SOURCE RECORDS —
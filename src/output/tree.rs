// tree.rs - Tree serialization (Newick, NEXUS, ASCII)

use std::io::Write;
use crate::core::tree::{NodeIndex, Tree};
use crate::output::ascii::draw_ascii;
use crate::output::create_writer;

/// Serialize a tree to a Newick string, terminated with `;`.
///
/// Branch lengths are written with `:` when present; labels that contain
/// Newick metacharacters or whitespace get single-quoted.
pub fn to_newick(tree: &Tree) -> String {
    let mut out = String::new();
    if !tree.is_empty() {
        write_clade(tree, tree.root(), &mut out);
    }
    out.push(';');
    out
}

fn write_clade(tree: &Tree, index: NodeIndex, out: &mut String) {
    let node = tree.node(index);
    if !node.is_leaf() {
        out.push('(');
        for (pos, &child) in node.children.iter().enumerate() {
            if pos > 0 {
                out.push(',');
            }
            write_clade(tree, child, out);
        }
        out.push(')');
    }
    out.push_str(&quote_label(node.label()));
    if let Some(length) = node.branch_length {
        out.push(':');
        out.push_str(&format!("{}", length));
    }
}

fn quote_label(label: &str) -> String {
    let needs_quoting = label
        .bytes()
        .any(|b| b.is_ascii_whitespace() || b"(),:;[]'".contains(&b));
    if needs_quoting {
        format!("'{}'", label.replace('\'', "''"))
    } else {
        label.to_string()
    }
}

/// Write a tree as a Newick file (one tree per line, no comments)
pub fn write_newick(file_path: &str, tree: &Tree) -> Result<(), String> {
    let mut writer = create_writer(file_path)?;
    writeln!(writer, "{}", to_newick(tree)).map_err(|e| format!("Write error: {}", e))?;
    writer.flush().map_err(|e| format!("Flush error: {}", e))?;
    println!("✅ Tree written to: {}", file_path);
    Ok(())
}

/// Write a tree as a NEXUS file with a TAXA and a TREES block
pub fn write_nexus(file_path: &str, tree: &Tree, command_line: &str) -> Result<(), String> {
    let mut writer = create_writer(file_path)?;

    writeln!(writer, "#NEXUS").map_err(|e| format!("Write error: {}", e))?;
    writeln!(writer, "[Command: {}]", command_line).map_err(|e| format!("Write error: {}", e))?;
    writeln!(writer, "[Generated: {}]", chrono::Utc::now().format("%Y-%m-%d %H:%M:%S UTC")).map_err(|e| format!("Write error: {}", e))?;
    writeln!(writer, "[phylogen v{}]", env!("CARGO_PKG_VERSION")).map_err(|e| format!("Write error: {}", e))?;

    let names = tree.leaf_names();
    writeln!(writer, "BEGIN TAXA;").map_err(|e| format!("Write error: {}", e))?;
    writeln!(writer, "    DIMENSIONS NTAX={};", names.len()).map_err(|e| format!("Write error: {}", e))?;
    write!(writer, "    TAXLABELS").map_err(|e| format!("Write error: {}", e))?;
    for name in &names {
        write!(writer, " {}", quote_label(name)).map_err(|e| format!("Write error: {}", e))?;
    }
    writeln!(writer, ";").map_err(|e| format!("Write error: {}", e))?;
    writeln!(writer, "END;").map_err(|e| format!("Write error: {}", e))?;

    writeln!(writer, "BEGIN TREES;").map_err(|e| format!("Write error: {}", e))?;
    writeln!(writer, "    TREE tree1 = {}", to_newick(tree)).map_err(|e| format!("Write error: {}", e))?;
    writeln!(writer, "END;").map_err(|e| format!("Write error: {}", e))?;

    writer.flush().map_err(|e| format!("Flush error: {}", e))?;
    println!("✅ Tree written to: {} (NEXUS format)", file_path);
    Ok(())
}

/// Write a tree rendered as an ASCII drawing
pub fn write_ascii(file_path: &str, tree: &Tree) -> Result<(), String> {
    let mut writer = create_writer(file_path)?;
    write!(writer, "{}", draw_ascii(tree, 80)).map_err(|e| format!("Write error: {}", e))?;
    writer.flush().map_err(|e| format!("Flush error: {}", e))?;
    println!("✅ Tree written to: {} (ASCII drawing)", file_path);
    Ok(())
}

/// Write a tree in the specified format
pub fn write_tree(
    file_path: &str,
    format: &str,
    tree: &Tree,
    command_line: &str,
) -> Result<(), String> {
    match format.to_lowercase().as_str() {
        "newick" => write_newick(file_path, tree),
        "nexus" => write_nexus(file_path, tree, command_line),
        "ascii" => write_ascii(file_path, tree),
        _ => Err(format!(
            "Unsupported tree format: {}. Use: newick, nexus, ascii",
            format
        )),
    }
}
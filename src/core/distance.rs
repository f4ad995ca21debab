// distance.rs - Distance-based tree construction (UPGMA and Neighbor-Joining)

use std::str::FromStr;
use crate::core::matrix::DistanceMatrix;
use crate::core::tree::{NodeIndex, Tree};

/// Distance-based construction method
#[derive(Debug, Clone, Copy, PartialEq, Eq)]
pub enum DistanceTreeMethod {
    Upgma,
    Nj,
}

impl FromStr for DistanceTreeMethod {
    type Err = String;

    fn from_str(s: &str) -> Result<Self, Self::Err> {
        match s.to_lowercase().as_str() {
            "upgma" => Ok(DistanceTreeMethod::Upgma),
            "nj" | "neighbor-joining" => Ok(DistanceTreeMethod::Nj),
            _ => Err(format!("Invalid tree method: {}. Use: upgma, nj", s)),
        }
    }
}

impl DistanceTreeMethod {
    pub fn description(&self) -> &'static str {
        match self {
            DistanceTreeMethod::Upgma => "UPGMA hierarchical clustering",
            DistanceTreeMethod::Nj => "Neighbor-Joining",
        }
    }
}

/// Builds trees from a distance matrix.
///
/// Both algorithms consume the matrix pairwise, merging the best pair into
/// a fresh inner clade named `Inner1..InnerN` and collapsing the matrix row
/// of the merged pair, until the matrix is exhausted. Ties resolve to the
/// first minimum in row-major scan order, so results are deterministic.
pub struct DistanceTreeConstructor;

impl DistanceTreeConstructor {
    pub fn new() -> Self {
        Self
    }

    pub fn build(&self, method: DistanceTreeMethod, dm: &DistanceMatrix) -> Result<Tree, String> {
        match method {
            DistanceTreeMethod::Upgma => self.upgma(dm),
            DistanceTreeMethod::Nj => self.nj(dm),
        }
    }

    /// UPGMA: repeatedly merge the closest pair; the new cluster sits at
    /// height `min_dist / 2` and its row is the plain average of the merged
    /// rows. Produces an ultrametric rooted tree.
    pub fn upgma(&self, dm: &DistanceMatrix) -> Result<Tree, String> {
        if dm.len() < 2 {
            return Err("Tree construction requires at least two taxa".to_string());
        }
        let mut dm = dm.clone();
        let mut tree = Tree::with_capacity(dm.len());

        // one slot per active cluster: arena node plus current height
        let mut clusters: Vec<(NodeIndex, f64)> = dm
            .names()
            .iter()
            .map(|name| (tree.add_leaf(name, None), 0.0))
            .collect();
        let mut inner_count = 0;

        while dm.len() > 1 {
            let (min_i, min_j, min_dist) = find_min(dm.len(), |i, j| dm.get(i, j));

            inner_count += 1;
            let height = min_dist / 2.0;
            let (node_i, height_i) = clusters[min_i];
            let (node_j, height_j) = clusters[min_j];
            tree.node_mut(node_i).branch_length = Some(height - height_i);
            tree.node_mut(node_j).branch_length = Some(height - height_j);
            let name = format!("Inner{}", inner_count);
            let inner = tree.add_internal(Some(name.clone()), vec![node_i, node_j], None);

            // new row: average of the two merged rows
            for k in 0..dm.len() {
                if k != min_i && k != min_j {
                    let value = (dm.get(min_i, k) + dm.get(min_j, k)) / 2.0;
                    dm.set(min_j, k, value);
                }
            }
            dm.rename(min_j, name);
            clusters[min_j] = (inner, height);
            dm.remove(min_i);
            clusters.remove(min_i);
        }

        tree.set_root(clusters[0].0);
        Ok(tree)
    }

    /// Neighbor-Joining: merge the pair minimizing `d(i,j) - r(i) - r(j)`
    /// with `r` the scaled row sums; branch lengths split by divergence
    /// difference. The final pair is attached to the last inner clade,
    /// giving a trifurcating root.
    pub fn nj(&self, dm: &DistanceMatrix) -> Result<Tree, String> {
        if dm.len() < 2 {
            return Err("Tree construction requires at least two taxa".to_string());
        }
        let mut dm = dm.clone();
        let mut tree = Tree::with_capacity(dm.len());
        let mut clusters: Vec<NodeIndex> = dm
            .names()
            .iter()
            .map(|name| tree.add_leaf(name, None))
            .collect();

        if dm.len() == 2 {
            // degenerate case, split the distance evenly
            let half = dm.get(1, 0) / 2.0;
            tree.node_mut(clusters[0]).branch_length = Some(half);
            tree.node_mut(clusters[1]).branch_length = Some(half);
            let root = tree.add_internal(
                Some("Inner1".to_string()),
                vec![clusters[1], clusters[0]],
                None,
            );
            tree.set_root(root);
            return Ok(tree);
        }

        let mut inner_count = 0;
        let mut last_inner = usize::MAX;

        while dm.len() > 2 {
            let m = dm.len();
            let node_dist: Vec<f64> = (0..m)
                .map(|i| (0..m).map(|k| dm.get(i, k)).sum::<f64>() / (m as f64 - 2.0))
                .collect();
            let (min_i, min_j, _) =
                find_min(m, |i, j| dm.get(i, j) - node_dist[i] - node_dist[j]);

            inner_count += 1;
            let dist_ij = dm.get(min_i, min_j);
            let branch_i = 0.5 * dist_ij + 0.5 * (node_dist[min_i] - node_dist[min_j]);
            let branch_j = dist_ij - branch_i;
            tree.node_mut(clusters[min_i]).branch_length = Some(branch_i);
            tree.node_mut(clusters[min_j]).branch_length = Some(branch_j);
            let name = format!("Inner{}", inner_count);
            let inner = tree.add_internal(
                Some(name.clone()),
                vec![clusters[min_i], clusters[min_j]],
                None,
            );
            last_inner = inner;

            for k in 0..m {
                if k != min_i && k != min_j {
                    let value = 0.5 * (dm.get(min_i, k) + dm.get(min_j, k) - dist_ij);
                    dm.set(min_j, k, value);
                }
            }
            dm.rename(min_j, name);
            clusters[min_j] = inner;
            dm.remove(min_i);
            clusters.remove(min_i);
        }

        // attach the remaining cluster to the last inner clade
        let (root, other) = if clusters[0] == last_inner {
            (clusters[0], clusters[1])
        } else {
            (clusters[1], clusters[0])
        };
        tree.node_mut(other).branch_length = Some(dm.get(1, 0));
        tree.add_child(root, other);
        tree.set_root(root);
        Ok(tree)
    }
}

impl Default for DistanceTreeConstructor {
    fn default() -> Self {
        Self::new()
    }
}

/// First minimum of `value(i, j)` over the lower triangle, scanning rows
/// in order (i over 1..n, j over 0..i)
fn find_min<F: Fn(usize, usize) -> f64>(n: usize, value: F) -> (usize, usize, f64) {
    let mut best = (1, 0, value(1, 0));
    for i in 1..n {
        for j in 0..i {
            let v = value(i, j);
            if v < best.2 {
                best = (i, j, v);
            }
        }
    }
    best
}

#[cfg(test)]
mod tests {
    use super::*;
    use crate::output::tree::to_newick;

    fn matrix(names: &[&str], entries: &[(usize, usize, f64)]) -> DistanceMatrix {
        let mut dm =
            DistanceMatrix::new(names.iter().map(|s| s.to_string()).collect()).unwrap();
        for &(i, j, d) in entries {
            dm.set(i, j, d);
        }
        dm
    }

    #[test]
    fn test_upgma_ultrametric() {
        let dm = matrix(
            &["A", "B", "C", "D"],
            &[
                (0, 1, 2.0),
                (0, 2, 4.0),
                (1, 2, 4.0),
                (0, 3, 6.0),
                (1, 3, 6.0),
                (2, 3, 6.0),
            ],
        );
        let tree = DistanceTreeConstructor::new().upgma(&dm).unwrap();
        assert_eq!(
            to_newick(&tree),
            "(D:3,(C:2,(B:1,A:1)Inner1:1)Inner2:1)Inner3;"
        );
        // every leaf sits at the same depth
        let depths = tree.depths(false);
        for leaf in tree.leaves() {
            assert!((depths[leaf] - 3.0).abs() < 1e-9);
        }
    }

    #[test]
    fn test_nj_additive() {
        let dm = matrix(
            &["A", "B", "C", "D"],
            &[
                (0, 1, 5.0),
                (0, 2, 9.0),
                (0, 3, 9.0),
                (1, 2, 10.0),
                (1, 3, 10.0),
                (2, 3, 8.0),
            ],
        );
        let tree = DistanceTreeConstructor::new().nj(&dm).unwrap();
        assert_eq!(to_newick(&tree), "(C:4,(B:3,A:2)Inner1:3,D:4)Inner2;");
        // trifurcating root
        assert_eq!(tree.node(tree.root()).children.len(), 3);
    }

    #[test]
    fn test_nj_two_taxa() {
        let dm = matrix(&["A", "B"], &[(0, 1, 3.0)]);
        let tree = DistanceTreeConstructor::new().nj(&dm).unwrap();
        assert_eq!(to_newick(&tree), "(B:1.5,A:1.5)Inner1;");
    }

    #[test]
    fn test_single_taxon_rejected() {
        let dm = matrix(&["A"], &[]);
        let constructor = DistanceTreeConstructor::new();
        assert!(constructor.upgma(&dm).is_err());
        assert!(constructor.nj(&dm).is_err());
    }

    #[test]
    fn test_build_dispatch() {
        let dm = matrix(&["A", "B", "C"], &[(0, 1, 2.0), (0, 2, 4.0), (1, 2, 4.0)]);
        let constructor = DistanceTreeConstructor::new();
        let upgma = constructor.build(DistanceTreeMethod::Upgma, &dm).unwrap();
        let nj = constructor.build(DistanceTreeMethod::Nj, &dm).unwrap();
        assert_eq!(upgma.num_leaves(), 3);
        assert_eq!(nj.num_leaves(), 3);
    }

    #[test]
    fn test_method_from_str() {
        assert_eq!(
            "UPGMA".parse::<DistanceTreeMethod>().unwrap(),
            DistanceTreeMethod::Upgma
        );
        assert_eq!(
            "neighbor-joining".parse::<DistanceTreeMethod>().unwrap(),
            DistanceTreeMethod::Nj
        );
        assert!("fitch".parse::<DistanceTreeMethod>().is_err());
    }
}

TASK GOAL —
Retype exactly the lines of the data above that fall between the line with "Neighbor-Joining: merge the" and the line with "a trifurcating root.", inclusive, and add nothing.

THE COMPLETED TASK —
    /// Neighbor-Joining: merge the pair minimizing `d(i,j) - r(i) - r(j)`
    /// with `r` the scaled row sums; branch lengths split by divergence
    /// difference. The final pair is attached to the last inner clade,
    /// giving a trifurcating root.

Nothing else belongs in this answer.